◆ **Problem**
Please copy exactly the lines from the top of the data through the line containing "pseudo-terminal with its", and nothing else.

◆ **Given records**
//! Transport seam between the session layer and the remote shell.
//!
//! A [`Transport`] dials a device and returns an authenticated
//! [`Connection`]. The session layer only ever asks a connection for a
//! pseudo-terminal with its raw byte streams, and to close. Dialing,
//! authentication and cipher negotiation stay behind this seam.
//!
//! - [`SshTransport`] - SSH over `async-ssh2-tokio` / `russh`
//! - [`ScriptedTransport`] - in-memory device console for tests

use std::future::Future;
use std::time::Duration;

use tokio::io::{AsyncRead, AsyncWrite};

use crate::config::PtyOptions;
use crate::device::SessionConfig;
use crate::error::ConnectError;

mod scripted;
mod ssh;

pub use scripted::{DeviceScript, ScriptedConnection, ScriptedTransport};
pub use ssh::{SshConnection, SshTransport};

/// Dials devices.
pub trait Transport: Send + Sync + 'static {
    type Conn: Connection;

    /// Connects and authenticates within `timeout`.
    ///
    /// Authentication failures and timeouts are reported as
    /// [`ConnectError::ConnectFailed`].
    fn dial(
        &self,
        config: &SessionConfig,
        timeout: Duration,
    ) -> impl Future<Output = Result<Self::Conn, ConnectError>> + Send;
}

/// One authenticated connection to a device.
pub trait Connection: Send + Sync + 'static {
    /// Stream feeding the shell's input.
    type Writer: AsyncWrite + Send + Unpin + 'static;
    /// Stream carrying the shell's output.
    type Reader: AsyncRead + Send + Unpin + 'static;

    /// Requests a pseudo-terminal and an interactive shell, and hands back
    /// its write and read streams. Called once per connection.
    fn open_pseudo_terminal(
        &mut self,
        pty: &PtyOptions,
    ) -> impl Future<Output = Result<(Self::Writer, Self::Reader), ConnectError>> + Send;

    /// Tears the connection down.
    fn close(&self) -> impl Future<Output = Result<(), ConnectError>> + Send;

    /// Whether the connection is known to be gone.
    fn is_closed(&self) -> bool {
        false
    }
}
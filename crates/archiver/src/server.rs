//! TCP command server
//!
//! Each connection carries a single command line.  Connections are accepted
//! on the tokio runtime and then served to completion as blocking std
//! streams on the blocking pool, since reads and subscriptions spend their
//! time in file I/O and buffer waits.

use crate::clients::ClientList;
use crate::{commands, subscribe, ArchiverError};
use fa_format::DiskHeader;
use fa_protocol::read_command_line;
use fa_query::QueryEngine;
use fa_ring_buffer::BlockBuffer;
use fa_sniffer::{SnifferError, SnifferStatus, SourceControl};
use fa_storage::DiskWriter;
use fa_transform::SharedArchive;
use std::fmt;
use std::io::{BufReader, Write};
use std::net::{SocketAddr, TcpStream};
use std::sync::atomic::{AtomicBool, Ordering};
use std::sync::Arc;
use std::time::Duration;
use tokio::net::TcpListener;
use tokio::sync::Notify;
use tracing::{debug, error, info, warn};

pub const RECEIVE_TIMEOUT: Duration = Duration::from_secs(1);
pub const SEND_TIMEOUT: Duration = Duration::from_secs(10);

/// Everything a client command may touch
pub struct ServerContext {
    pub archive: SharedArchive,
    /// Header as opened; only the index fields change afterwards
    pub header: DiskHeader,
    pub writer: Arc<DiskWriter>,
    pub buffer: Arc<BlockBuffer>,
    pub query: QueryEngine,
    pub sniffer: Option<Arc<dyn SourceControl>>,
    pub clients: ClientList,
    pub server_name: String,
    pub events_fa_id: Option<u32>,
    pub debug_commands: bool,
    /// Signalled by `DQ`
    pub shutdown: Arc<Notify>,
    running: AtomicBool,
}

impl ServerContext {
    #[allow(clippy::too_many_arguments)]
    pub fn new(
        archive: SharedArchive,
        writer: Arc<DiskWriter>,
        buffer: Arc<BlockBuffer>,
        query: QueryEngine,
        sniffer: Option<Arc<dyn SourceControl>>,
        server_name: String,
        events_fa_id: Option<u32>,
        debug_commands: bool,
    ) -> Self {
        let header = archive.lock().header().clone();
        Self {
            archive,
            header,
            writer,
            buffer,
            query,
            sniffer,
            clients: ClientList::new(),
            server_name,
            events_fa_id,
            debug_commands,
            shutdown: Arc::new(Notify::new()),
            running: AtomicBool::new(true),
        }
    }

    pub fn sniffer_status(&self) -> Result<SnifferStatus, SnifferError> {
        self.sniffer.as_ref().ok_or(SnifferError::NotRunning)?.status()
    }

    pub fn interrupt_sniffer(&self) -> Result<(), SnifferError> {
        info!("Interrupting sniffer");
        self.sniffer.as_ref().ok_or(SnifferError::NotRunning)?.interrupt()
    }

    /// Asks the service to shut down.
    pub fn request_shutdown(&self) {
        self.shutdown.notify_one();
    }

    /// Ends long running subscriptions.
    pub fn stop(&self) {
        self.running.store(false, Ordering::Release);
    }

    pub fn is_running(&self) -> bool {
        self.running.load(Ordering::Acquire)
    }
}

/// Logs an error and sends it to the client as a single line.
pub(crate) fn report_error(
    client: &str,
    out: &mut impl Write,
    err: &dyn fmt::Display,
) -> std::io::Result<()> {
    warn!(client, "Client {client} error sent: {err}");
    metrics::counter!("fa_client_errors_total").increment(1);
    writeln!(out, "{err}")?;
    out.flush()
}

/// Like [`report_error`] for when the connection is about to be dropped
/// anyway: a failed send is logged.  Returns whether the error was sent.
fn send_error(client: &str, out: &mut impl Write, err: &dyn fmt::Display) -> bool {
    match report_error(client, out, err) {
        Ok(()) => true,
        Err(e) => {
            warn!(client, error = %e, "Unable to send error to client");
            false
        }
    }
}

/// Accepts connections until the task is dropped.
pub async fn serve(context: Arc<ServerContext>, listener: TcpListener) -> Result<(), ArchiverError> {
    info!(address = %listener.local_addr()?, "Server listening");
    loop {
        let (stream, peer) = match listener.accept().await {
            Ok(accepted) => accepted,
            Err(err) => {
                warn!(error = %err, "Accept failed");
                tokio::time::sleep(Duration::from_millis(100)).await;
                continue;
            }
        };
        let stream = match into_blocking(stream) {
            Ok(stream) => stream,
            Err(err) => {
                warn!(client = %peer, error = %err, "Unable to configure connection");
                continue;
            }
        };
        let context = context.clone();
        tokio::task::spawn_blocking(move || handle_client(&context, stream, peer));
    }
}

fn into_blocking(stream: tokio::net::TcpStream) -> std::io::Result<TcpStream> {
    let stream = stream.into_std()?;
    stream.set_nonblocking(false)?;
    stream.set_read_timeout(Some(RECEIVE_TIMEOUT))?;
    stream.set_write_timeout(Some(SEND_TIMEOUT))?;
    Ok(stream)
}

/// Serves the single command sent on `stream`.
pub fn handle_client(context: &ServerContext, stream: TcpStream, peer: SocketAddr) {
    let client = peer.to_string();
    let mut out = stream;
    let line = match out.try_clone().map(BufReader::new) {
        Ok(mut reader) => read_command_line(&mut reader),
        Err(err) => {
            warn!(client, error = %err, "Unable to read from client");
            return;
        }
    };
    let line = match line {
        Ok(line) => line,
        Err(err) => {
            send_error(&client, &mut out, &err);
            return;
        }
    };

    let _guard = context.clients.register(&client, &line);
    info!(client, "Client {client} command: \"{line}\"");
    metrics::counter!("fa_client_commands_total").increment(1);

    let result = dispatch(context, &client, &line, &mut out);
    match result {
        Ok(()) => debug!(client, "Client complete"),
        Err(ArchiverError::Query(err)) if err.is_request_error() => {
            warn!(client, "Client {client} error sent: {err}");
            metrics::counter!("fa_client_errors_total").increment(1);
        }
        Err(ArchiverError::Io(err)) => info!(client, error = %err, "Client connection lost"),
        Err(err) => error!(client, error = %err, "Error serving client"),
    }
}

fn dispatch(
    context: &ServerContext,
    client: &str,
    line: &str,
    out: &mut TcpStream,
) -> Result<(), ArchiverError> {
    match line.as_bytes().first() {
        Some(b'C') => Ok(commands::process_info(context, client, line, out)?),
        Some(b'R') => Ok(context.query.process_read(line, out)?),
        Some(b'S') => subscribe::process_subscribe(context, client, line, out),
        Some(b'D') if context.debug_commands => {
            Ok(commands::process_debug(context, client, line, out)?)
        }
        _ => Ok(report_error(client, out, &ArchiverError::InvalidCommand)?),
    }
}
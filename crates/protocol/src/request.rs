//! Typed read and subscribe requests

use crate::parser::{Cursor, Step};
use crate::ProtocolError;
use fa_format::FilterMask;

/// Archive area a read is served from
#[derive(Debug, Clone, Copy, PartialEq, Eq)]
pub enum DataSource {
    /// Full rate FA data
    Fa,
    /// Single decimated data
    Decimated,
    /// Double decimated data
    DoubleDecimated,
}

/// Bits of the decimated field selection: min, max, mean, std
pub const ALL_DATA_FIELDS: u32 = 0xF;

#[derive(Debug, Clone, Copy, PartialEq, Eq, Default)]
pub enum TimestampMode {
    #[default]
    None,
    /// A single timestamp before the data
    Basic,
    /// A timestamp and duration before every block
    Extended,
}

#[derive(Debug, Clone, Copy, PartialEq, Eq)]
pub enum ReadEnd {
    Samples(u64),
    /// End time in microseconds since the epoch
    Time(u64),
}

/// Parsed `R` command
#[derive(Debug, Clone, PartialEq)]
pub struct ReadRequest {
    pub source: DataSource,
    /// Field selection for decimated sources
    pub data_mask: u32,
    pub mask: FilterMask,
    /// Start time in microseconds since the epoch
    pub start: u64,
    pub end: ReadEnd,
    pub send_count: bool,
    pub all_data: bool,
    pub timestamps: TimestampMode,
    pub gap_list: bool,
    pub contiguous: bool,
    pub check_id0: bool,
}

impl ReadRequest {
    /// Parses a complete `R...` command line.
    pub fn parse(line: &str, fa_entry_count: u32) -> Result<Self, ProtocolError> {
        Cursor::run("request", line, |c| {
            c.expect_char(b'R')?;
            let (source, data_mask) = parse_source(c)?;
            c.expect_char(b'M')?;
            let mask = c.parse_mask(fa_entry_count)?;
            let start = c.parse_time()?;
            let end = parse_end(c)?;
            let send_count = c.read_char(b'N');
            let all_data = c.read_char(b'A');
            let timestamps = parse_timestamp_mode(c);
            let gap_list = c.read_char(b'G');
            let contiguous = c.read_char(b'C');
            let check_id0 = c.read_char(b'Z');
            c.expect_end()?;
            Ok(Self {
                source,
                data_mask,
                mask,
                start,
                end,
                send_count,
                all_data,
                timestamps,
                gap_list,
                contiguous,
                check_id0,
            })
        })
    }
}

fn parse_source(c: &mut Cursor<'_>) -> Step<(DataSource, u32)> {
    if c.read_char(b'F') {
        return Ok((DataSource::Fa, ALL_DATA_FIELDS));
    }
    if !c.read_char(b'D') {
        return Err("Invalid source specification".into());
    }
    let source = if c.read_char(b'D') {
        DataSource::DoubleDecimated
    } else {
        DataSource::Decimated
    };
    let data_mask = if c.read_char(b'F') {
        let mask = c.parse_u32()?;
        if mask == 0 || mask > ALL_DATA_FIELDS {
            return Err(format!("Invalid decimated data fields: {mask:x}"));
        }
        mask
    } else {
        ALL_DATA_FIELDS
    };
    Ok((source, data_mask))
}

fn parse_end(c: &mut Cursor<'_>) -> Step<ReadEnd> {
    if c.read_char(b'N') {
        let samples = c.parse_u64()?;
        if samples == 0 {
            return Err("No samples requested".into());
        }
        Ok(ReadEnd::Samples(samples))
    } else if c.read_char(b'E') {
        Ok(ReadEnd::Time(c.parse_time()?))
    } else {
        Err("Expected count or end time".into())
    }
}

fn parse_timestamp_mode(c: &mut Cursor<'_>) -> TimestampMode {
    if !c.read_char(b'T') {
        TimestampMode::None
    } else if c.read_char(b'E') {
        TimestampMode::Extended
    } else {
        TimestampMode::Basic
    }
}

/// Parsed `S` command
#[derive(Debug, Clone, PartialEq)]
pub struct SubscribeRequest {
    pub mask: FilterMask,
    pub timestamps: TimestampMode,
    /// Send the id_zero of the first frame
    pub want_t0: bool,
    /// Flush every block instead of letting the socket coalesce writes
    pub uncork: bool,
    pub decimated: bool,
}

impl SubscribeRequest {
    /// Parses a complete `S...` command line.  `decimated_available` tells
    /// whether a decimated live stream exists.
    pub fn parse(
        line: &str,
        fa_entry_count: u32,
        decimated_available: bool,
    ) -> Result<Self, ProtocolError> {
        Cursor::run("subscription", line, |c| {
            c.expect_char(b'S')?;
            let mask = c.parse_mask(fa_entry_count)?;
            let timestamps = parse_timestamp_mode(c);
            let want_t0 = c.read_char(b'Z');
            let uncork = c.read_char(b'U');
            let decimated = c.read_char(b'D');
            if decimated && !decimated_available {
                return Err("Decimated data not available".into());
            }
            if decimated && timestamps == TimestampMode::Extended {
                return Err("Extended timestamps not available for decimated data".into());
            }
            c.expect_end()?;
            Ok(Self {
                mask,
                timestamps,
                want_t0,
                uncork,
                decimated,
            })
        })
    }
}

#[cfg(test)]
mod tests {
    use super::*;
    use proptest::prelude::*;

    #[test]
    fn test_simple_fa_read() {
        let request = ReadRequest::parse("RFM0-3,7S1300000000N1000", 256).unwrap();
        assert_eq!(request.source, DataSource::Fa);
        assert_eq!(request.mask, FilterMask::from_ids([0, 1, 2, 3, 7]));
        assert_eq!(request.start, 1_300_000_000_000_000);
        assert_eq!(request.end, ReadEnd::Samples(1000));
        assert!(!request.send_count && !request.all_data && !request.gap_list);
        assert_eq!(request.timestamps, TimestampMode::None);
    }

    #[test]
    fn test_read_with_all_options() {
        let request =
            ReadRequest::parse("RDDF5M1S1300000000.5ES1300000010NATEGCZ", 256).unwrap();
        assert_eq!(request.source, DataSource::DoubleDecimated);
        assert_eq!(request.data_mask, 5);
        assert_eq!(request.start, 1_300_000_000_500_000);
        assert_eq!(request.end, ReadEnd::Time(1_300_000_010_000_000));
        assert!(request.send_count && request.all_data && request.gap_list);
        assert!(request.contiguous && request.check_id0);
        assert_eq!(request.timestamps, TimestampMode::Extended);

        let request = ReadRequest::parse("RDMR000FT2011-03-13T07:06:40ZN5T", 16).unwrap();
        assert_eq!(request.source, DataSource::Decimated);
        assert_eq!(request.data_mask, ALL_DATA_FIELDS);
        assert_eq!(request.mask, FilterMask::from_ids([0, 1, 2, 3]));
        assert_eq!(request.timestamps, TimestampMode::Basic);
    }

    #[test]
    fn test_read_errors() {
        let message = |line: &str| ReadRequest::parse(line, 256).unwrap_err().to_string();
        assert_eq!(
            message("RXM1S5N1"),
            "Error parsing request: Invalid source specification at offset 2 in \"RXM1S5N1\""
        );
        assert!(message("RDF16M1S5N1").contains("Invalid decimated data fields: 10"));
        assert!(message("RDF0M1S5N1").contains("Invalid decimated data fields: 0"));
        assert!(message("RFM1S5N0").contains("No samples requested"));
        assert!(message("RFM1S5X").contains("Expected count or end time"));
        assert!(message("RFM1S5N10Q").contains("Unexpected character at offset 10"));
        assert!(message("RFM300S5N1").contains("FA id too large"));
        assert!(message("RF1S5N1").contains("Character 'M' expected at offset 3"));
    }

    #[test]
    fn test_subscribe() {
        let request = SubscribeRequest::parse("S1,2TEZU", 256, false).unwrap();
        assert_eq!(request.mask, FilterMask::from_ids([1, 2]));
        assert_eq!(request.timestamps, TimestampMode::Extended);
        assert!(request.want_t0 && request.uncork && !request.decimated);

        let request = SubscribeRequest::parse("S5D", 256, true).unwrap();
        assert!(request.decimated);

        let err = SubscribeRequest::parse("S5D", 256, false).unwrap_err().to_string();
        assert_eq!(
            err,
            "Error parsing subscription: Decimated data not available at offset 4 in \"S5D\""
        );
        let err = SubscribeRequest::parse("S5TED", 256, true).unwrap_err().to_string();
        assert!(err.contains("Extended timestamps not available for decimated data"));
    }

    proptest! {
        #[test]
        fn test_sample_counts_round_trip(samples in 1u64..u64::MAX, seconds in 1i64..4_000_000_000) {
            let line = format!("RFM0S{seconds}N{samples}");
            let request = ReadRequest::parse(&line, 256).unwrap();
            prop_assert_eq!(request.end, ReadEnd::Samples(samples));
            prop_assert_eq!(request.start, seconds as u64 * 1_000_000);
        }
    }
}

◆ **Result below**
//! Transport seam between the session layer and the remote shell.
//!
//! A [`Transport`] dials a device and returns an authenticated
//! [`Connection`]. The session layer only ever asks a connection for a
//! pseudo-terminal with its raw byte streams, and to close. Dialing,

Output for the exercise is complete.